In the case of Gingerich, IDALS claims that one of its inspectors received a call from Gingerich in July, during which he agreed to meet with the inspector for a July 28 inspection of one of his two properties located in Seymour. When inspectors arrived there for “the pre-arranged inspection,” Gingerich was not present, IDALS says, but he arrived 45 minutes later after being contacted by phone.
Although the site was operating without state permission, there were 148 dogs at the scene, some outside and others inside a barn. Several dogs were showing signs of heat stress and were panting and drooling, according to IDALS. The heat index in the barn was measured at 112 degrees.
A dead and decaying puppy was found in the grass outside, and Gingerich was reportedly unable to provide inspectors with vaccination or veterinary records for the 148 dogs.
Gingerich allowed to sell his surviving dogs
The inspectors then proceeded to Gingerich’s other facility in Seymour, which has a state permit. Inspectors found 527 dogs there, including a poodle sitting in full sun in a small crate, and other dogs that appeared to be in need of immediate veterinary care. Many dogs have open, painful sores on their heads. A dead puppy was found in one of the kennels.
Some of the dogs at the site appeared to be showing signs of heat stress and were lying in their drinking water to cool off. Dozens of puppies were housed in kennels with slatted floors, with spaces large enough for their legs to fall out.
Gingerich reportedly denied that there were other dogs on the property, but when inspectors insisted he admitted there were more dogs inside the property’s “old stable”. When inspectors entered the barn, they found 27 dogs there confined to “excessively dirty horse stalls” with no water in their pens. The heat index inside the barn was measured to be over 110 degrees.

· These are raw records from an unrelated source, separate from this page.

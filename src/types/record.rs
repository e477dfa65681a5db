//! Telemetry field specs and decoded records

use serde::{Deserialize, Serialize};

use super::{NumericKind, Value};

/// One entry of a telemetry definition: which simulation variable, in which
/// unit, encoded as which numeric kind.
///
/// Order matters: a definition's fields are packed on the wire in the order
/// they were registered.
#[derive(Debug, Clone, PartialEq, Eq, Hash, Serialize, Deserialize)]
#[cfg_attr(feature = "tauri", derive(specta::Type))]
pub struct TelemetryFieldSpec {
    /// Simulation variable name (e.g. "PLANE LATITUDE")
    pub name: String,
    /// Unit the simulator converts the value to (e.g. "Degrees")
    pub unit: String,
    /// Wire encoding of the value
    pub kind: NumericKind,
}

impl TelemetryFieldSpec {
    pub fn new(name: impl Into<String>, unit: impl Into<String>, kind: NumericKind) -> Self {
        Self { name: name.into(), unit: unit.into(), kind }
    }

    /// Shorthand for the common `Float64` field.
    pub fn float64(name: impl Into<String>, unit: impl Into<String>) -> Self {
        Self::new(name, unit, NumericKind::Float64)
    }
}

/// Fixed-size ordered sequence of field values, one per registered field.
///
/// Records are immutable once built; the values can only be read or taken.
#[derive(Debug, Clone, PartialEq, Serialize, Deserialize)]
#[cfg_attr(feature = "tauri", derive(specta::Type))]
pub struct TelemetryRecord {
    values: Vec<Value>,
}

impl TelemetryRecord {
    pub fn new(values: Vec<Value>) -> Self {
        Self { values }
    }

    /// Build a record of `Float64` values.
    pub fn from_f64s(values: impl IntoIterator<Item = f64>) -> Self {
        Self { values: values.into_iter().map(Value::Float64).collect() }
    }

    pub fn values(&self) -> &[Value] {
        &self.values
    }

    pub fn get(&self, index: usize) -> Option<Value> {
        self.values.get(index).copied()
    }

    pub fn len(&self) -> usize {
        self.values.len()
    }

    pub fn is_empty(&self) -> bool {
        self.values.is_empty()
    }

    pub fn into_values(self) -> Vec<Value> {
        self.values
    }
}

impl FromIterator<Value> for TelemetryRecord {
    fn from_iter<I: IntoIterator<Item = Value>>(iter: I) -> Self {
        Self { values: iter.into_iter().collect() }
    }
}
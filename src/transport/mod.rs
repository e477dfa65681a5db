//! Transport channel to the simulator.
//!
//! The channel is modelled as two layers:
//!
//! - [`Transport`] is the raw wire: open it, pull the next pending
//!   [`TransportMessage`] without blocking, push [`TransportCommand`]s, close
//!   it. Implementations wrap the vendor client library, or, like
//!   [`MemoryTransport`], a script.
//! - [`TransportSession`] owns a transport for the lifetime of one session,
//!   enforces the [`SessionState`](crate::SessionState) machine, keeps the
//!   schema registry and decodes raw messages into [`Notification`]s.
//!
//! The simulator only delivers messages when the host's message loop asks for
//! them, so nothing in this module ever waits for a message to arrive.

mod memory;
mod notification;
mod session;

pub use memory::MemoryTransport;
pub use notification::{EngineInfo, Notification};
pub use session::{ConnectParams, TransportSession};

use serde::{Deserialize, Serialize};

use crate::TransportFault;
use crate::types::{
    ClientEvent, DefinitionHandle, ObjectId, RequestHandle, RequestPeriod, TelemetryFieldSpec,
};

/// Trait for the raw channel to a simulator.
///
/// All methods are called from the thread that owns the host message loop.
pub trait Transport {
    /// Establish the channel.
    fn open(&mut self, params: &ConnectParams) -> Result<(), TransportFault>;

    /// Take the next pending message, if any.
    ///
    /// Returns:
    /// - `Ok(Some(message))` - one message was pending
    /// - `Ok(None)` - nothing pending; must return immediately
    /// - `Err(fault)` - the channel failed while receiving
    fn receive(&mut self) -> Result<Option<TransportMessage>, TransportFault>;

    /// Send one command. Fire-and-forget: the simulator never acknowledges,
    /// it may only report an exception later.
    fn send(&mut self, command: TransportCommand) -> Result<(), TransportFault>;

    /// Release the channel. Calling it more than once is harmless.
    fn close(&mut self);
}

/// Raw message as delivered by the simulator.
#[derive(Debug, Clone, PartialEq, Serialize, Deserialize)]
pub enum TransportMessage {
    /// Connection accepted.
    Open { application_name: String, version_major: u32, version_minor: u32 },
    /// The simulator is shutting down.
    Quit,
    /// The simulator rejected an earlier command.
    Exception { code: u32, send_id: u32, index: u32 },
    /// A subscribed simulator event fired.
    Event { group: u32, event: u32, data: u32 },
    /// Packed values for a data request.
    SimObjectData {
        request: RequestHandle,
        definition: DefinitionHandle,
        object: ObjectId,
        payload: Vec<u8>,
    },
    /// Reply to a system state request.
    SystemState { request: RequestHandle, integer: u32, float: f32, string: String },
    /// Any message kind this crate does not handle.
    Other { id: u32 },
}

/// Command written to the simulator.
#[derive(Debug, Clone, PartialEq, Serialize, Deserialize)]
pub enum TransportCommand {
    /// Append one field to a data definition.
    AddToDefinition { definition: DefinitionHandle, field: TelemetryFieldSpec },
    /// Start (or stop) periodic data for a definition.
    RequestData {
        request: RequestHandle,
        definition: DefinitionHandle,
        object: ObjectId,
        period: RequestPeriod,
    },
    /// Map a client event id onto a named simulator event.
    MapClientEvent { event: ClientEvent, sim_event: String },
    /// Fire a mapped event at an object, in the generic group with priority.
    TransmitEvent { object: ObjectId, event: ClientEvent, data: u32 },
    /// Overwrite an object's state with a packed record.
    SetData { definition: DefinitionHandle, object: ObjectId, payload: Vec<u8> },
}
//! Tracing subscriber setup

use tracing_subscriber::EnvFilter;

/// Install a formatted tracing subscriber.
///
/// `RUST_LOG` takes precedence over `default_filter`. Does nothing if a global
/// subscriber is already installed.
pub fn init_tracing(default_filter: &str) {
    let filter =
        EnvFilter::try_from_default_env().unwrap_or_else(|_| EnvFilter::new(default_filter));
    let _ = tracing_subscriber::fmt().with_env_filter(filter).with_target(false).try_init();
}
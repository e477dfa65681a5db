//! Telemetry definition registry and record codec.
//!
//! A definition is an ordered list of [`TelemetryFieldSpec`]s registered
//! against the simulator under a [`DefinitionHandle`]. The simulator packs the
//! values of a definition back to back, little-endian, in registration order;
//! [`Definition::decode`] and [`Definition::encode`] convert between that
//! layout and a [`TelemetryRecord`].
//!
//! Field names cannot be checked locally. An unknown simulation variable is
//! only reported by the simulator, later, as an exception notification.

mod aircraft;

pub use aircraft::{AIRCRAFT_POSITION_DEFINITION, AircraftPosition, aircraft_position_fields};

use std::collections::BTreeMap;

use crate::types::{DefinitionHandle, TelemetryFieldSpec, TelemetryRecord, Value};
use crate::{BridgeError, Result};

/// A registered field list with its precomputed record size.
#[derive(Debug, Clone, PartialEq)]
pub struct Definition {
    handle: DefinitionHandle,
    fields: Vec<TelemetryFieldSpec>,
    record_size: usize,
}

impl Definition {
    fn new(handle: DefinitionHandle, fields: Vec<TelemetryFieldSpec>) -> Self {
        let record_size = fields.iter().map(|f| f.kind.size()).sum();
        Self { handle, fields, record_size }
    }

    pub fn handle(&self) -> DefinitionHandle {
        self.handle
    }

    pub fn fields(&self) -> &[TelemetryFieldSpec] {
        &self.fields
    }

    /// Size in bytes of one encoded record.
    pub fn record_size(&self) -> usize {
        self.record_size
    }

    /// Decode a packed payload into a record with one value per field.
    pub fn decode(&self, payload: &[u8]) -> Result<TelemetryRecord> {
        if payload.len() != self.record_size {
            return Err(BridgeError::schema_mismatch(
                self.handle,
                format!("payload is {} bytes, expected {}", payload.len(), self.record_size),
            ));
        }

        let mut offset = 0;
        let mut values = Vec::with_capacity(self.fields.len());
        for field in &self.fields {
            let value = Value::read_le(field.kind, &payload[offset..]).ok_or_else(|| {
                let details = format!("field '{}' truncated", field.name);
                BridgeError::schema_mismatch(self.handle, details)
            })?;
            values.push(value);
            offset += field.kind.size();
        }

        Ok(TelemetryRecord::new(values))
    }

    /// Encode a record into the packed layout of this definition.
    ///
    /// The record must have exactly one value per field, each of the field's
    /// numeric kind.
    pub fn encode(&self, record: &TelemetryRecord) -> Result<Vec<u8>> {
        if record.len() != self.fields.len() {
            return Err(BridgeError::schema_mismatch(
                self.handle,
                format!("record has {} values, expected {}", record.len(), self.fields.len()),
            ));
        }

        let mut payload = Vec::with_capacity(self.record_size);
        for (field, value) in self.fields.iter().zip(record.values()) {
            if value.kind() != field.kind {
                return Err(BridgeError::schema_mismatch(
                    self.handle,
                    format!("field '{}' is {:?}, got {:?}", field.name, field.kind, value.kind()),
                ));
            }
            value.write_le(&mut payload);
        }

        Ok(payload)
    }
}

/// All definitions registered in one session.
#[derive(Debug, Clone, Default)]
pub struct SchemaRegistry {
    definitions: BTreeMap<DefinitionHandle, Definition>,
}

impl SchemaRegistry {
    pub fn new() -> Self {
        Self::default()
    }

    /// Register a field list under `handle`.
    ///
    /// Each handle may be registered once; the field list must not be empty.
    pub fn register(
        &mut self,
        handle: DefinitionHandle,
        fields: Vec<TelemetryFieldSpec>,
    ) -> Result<&Definition> {
        if fields.is_empty() {
            return Err(BridgeError::invalid_argument("fields", "definition has no fields"));
        }
        if self.definitions.contains_key(&handle) {
            return Err(BridgeError::duplicate_registration(handle.to_string()));
        }

        Ok(self.definitions.entry(handle).or_insert_with(|| Definition::new(handle, fields)))
    }

    /// Get a definition by handle.
    pub fn get(&self, handle: DefinitionHandle) -> Option<&Definition> {
        self.definitions.get(&handle)
    }

    pub fn len(&self) -> usize {
        self.definitions.len()
    }

    pub fn is_empty(&self) -> bool {
        self.definitions.is_empty()
    }
}
//! Window message adapter for the connector

use tracing::trace;
use windows::Win32::Foundation::{HWND, LPARAM, WPARAM};
use windows::Win32::UI::WindowsAndMessaging::WM_USER;

use crate::event::EventSink;
use crate::transport::Transport;
use crate::types::HostHandle;
use crate::Connector;

/// User message the simulator posts when a transport message is pending.
pub const WM_USER_SIMCONNECT: u32 = WM_USER + 2;

impl From<HWND> for HostHandle {
    fn from(hwnd: HWND) -> Self {
        HostHandle(hwnd.0 as isize)
    }
}

impl<T: Transport, S: EventSink> Connector<T, S> {
    /// Offer a window message to the connector.
    ///
    /// Returns `true` when the message was the transport's wake-up message and
    /// has been handled.
    pub fn handle_window_message(
        &mut self,
        hwnd: HWND,
        message: u32,
        wparam: WPARAM,
        lparam: LPARAM,
    ) -> bool {
        trace!(
            hwnd = hwnd.0 as isize,
            message,
            wparam = wparam.0,
            lparam = lparam.0,
            "Window message"
        );
        self.handle_host_message(message)
    }
}

#[cfg(all(test, windows))]
mod tests {
    use super::*;
    use crate::config::DEFAULT_HOST_MESSAGE_ID;
    use crate::transport::{MemoryTransport, TransportMessage};
    use crate::{BridgeEvent, SessionState};

    #[test]
    fn wake_up_message_matches_default_config() {
        assert_eq!(WM_USER_SIMCONNECT, 0x0402);
        assert_eq!(WM_USER_SIMCONNECT, DEFAULT_HOST_MESSAGE_ID);
    }

    #[test]
    fn window_messages_route_to_connector() {
        let transport = MemoryTransport::new();
        let mut connector = Connector::new(transport.clone(), Vec::new());
        connector.initialize(HostHandle::from(HWND::default())).unwrap();
        transport.push_message(TransportMessage::Quit);

        let hwnd = HWND::default();
        assert!(!connector.handle_window_message(hwnd, WM_USER, WPARAM(0), LPARAM(0)));
        assert!(connector.handle_window_message(hwnd, WM_USER_SIMCONNECT, WPARAM(0), LPARAM(0)));

        assert_eq!(connector.state(), SessionState::Closed);
        assert_eq!(connector.sink().last(), Some(&BridgeEvent::Closed));
    }
}
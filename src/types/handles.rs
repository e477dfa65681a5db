//! Numeric identifiers exchanged with the simulator

use serde::{Deserialize, Serialize};
use std::fmt;

/// Identifier scoping a registered telemetry field list.
#[derive(Debug, Clone, Copy, PartialEq, Eq, PartialOrd, Ord, Hash, Serialize, Deserialize)]
#[cfg_attr(feature = "tauri", derive(specta::Type))]
pub struct DefinitionHandle(pub u32);

/// Identifier scoping an outstanding data request.
///
/// Allocated by the [`Correlator`](crate::Correlator); never reused within a
/// process, so a stale notification from an earlier session cannot be routed
/// to a newer stream.
#[derive(Debug, Clone, Copy, PartialEq, Eq, PartialOrd, Ord, Hash, Serialize, Deserialize)]
#[cfg_attr(feature = "tauri", derive(specta::Type))]
pub struct RequestHandle(pub u32);

/// Simulation object a request or command targets.
#[derive(Debug, Clone, Copy, PartialEq, Eq, Hash, Serialize, Deserialize)]
#[cfg_attr(feature = "tauri", derive(specta::Type))]
pub struct ObjectId(pub u32);

impl ObjectId {
    /// The user's aircraft.
    pub const USER: ObjectId = ObjectId(0);
}

/// Opaque handle of the host window that receives transport wake-up messages.
#[derive(Debug, Clone, Copy, PartialEq, Eq, Hash, Default)]
pub struct HostHandle(pub isize);

/// Vendor exception identifier carried by engine error notifications.
///
/// Treated as an opaque integer; no vendor meaning is attached to it here.
#[derive(Debug, Clone, Copy, PartialEq, Eq, Hash, Serialize, Deserialize)]
#[cfg_attr(feature = "tauri", derive(specta::Type))]
pub struct ExceptionCode(pub u32);

impl fmt::Display for DefinitionHandle {
    fn fmt(&self, f: &mut fmt::Formatter<'_>) -> fmt::Result {
        write!(f, "definition #{}", self.0)
    }
}

impl fmt::Display for RequestHandle {
    fn fmt(&self, f: &mut fmt::Formatter<'_>) -> fmt::Result {
        write!(f, "request #{}", self.0)
    }
}

impl fmt::Display for ExceptionCode {
    fn fmt(&self, f: &mut fmt::Formatter<'_>) -> fmt::Result {
        write!(f, "exception {}", self.0)
    }
}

Two other dead dogs, each around 15 weeks old, were found inside the barn. A golden retriever had to be euthanized on the spot. Gingerich later told investigators he had to euthanize seven more dogs.
After both inspections, the USDA gave Gingerich special permission to start selling the dogs. According to IDALS, 53 dogs were donated to another breeder and about 250 dogs were transferred to a facility in Missouri for auction.
As of August 11, there were only 307 dogs left at Seymour properties.
In an administrative order accompanying the civil fine of $ 20,000, IDALS alleges that Gingerich failed to meet the minimum standard of care expected of breeders and failed to obtain the required license or permit for one of its facilities .
According to the USDA, in the two years since issuing Gingerich a license to breed and sell dogs in Iowa, he has amassed more than 100 citations for violations of the law.
Dr Heather Cole, supervising veterinarian for a division of the USDA, said in a recent court statement that she had “never met a license holder who has such a high level of chronic and repeated non-compliance. in all categories of animals Requirements of the Social Welfare Act.
The court’s restraining order requires Gingerich to provide federal authorities with a list of every location where he has dogs for breeding or sale; provide authorities with a complete inventory of animals for each location; and ensure that, within two weeks, each dog on the inventory receives a âcomplete head-to-tail physical examinationâ.
The court ruled that veterinary care provided as a result of the order must be provided by someone other than Gingerich’s regular veterinarian, Dr William McClintock, or one of the other vets working at the Country Village. Animal Clinic in Centerville.
Gingerich has yet to file a response to the lawsuit or state administrative order.